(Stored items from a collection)

# # # #

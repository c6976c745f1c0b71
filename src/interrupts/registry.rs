//! Registro de handlers de interrupção.
//!
//! Cada vetor tem um pool fixo de `MAX_HANDLERS` slots. Os slots ocupados
//! formam uma lista duplamente encadeada cujos links são índices dentro do
//! pool do próprio vetor (`NIL` = sem vizinho). Slots nunca mudam de lugar,
//! então remover a cabeça só precisa copiar o índice do sucessor.
//!
//! O registro em si não sincroniza nada: quem o usa (`InterruptManager`)
//! o mantém atrás de um `Spinlock`, que também desabilita interrupções.

use super::{IrqError, IrqResult, IDT_NUM_ENTRIES, MAX_HANDLERS};
use crate::arch::TrapFrame;

/// Handler de interrupção registrado pelo kernel.
///
/// Recebe o snapshot de registradores e pode alterá-lo no lugar.
pub type Isr = fn(&mut TrapFrame);

/// Índice de slot inexistente
pub const NIL: u8 = u8::MAX;

/// Um registro (vetor, handler) dentro do pool do vetor.
#[derive(Clone, Copy)]
pub struct HandlerSlot {
    handler: Option<Isr>,
    index: u32,
    vector: u8,
    prev: u8,
    next: u8,
}

impl HandlerSlot {
    const EMPTY: Self = Self {
        handler: None,
        index: 0,
        vector: 0,
        prev: NIL,
        next: NIL,
    };

    pub fn handler(&self) -> Option<Isr> {
        self.handler
    }

    /// Posição na cadeia (1 para o primeiro registro de uma cadeia vazia).
    pub fn index(&self) -> u32 {
        self.index
    }

    pub fn vector(&self) -> u8 {
        self.vector
    }

    pub fn is_free(&self) -> bool {
        self.handler.is_none()
    }
}

impl core::fmt::Debug for HandlerSlot {
    fn fmt(&self, f: &mut core::fmt::Formatter<'_>) -> core::fmt::Result {
        f.debug_struct("HandlerSlot")
            .field("vector", &self.vector)
            .field("index", &self.index)
            .field("handler", &self.handler.map(|h| h as usize))
            .field("prev", &self.prev)
            .field("next", &self.next)
            .finish()
    }
}

/// Compara handlers pelo endereço da função.
#[inline]
fn same_handler(a: Isr, b: Isr) -> bool {
    a as usize == b as usize
}

/// Pools de handlers + cursor de cabeça de cada vetor.
pub struct InterruptRegistry {
    slots: [[HandlerSlot; MAX_HANDLERS]; IDT_NUM_ENTRIES],
    heads: [u8; IDT_NUM_ENTRIES],
}

impl InterruptRegistry {
    pub const fn new() -> Self {
        Self {
            slots: [[HandlerSlot::EMPTY; MAX_HANDLERS]; IDT_NUM_ENTRIES],
            heads: [NIL; IDT_NUM_ENTRIES],
        }
    }

    /// Anexa `handler` ao final da cadeia de `vector`.
    ///
    /// Usa o primeiro slot livre do pool (busca linear). Retorna a posição
    /// atribuída na cadeia. Com o pool cheio nada muda e o erro é reportado.
    pub fn attach(&mut self, vector: u8, handler: Isr) -> IrqResult<u32> {
        let v = vector as usize;

        let Some(free) = self.slots[v].iter().position(HandlerSlot::is_free) else {
            crate::kwarn!("(IRQ) attach: pool de handlers cheio no vetor ", vector);
            return Err(IrqError::PoolExhausted);
        };
        let free = free as u8;

        let tail = self.tail(vector);
        let index = match tail {
            NIL => 1,
            t => self.slots[v][t as usize].index + 1,
        };

        self.slots[v][free as usize] = HandlerSlot {
            handler: Some(handler),
            index,
            vector,
            prev: tail,
            next: NIL,
        };

        if tail == NIL {
            self.heads[v] = free;
        } else {
            self.slots[v][tail as usize].next = free;
        }

        crate::ktrace!("(IRQ) attach: handler registrado no vetor ", vector);
        Ok(index)
    }

    /// Remove `handler` da cadeia de `vector`.
    ///
    /// A busca vai da cauda para a cabeça, então entre registros duplicados
    /// o mais recente sai primeiro. Cadeia vazia ou handler ausente: `false`.
    pub fn detach(&mut self, vector: u8, handler: Isr) -> bool {
        let v = vector as usize;

        let mut cursor = self.tail(vector);
        while cursor != NIL {
            let slot = self.slots[v][cursor as usize];
            if slot.handler.is_some_and(|h| same_handler(h, handler)) {
                if slot.prev == NIL {
                    // Removendo a cabeça: o sucessor (ou NIL) vira a nova cabeça
                    self.heads[v] = slot.next;
                } else {
                    self.slots[v][slot.prev as usize].next = slot.next;
                }
                if slot.next != NIL {
                    self.slots[v][slot.next as usize].prev = slot.prev;
                }

                self.slots[v][cursor as usize] = HandlerSlot::EMPTY;
                crate::ktrace!("(IRQ) detach: handler removido do vetor ", vector);
                return true;
            }
            cursor = slot.prev;
        }

        false
    }

    /// Slot da cabeça da cadeia de `vector`, se houver algum registro.
    pub fn lookup_head(&self, vector: u8) -> Option<&HandlerSlot> {
        match self.heads[vector as usize] {
            NIL => None,
            head => Some(&self.slots[vector as usize][head as usize]),
        }
    }

    /// Itera a cadeia de `vector` da cabeça para a cauda.
    pub fn iter(&self, vector: u8) -> ChainIter<'_> {
        ChainIter {
            pool: &self.slots[vector as usize],
            cursor: self.heads[vector as usize],
        }
    }

    /// Cópia dos handlers de `vector`, em ordem de registro.
    ///
    /// Os despachantes invocam a cópia depois de soltar o lock do registro,
    /// permitindo que um handler chame `attach`/`detach`.
    pub fn chain(&self, vector: u8) -> Chain {
        let mut chain = Chain::new();
        for slot in self.iter(vector) {
            if let Some(handler) = slot.handler {
                chain.push(handler);
            }
        }
        chain
    }

    /// Número de handlers registrados em `vector`.
    pub fn len(&self, vector: u8) -> usize {
        self.iter(vector).count()
    }

    pub fn is_empty(&self, vector: u8) -> bool {
        self.heads[vector as usize] == NIL
    }

    fn tail(&self, vector: u8) -> u8 {
        let pool = &self.slots[vector as usize];
        let mut cursor = self.heads[vector as usize];
        if cursor == NIL {
            return NIL;
        }
        while pool[cursor as usize].next != NIL {
            cursor = pool[cursor as usize].next;
        }
        cursor
    }
}

impl Default for InterruptRegistry {
    fn default() -> Self {
        Self::new()
    }
}

/// Iterador sobre os slots ocupados de uma cadeia.
pub struct ChainIter<'a> {
    pool: &'a [HandlerSlot; MAX_HANDLERS],
    cursor: u8,
}

impl<'a> Iterator for ChainIter<'a> {
    type Item = &'a HandlerSlot;

    fn next(&mut self) -> Option<Self::Item> {
        if self.cursor == NIL {
            return None;
        }
        let slot = &self.pool[self.cursor as usize];
        self.cursor = slot.next;
        Some(slot)
    }
}

/// Snapshot de uma cadeia de handlers (sem alocação).
#[derive(Clone, Copy)]
pub struct Chain {
    handlers: [Option<Isr>; MAX_HANDLERS],
    len: usize,
}

impl Chain {
    const fn new() -> Self {
        Self {
            handlers: [None; MAX_HANDLERS],
            len: 0,
        }
    }

    fn push(&mut self, handler: Isr) {
        self.handlers[self.len] = Some(handler);
        self.len += 1;
    }

    pub fn len(&self) -> usize {
        self.len
    }

    pub fn is_empty(&self) -> bool {
        self.len == 0
    }

    pub fn iter(&self) -> impl Iterator<Item = Isr> + '_ {
        self.handlers[..self.len].iter().flatten().copied()
    }
}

# # # #

INSTRUCTIONS TO FOLLOW:
In the entries above, locate every line with the word "while" and copy it.

WRITTEN ANSWER:
        while cursor != NIL {
        while pool[cursor as usize].next != NIL {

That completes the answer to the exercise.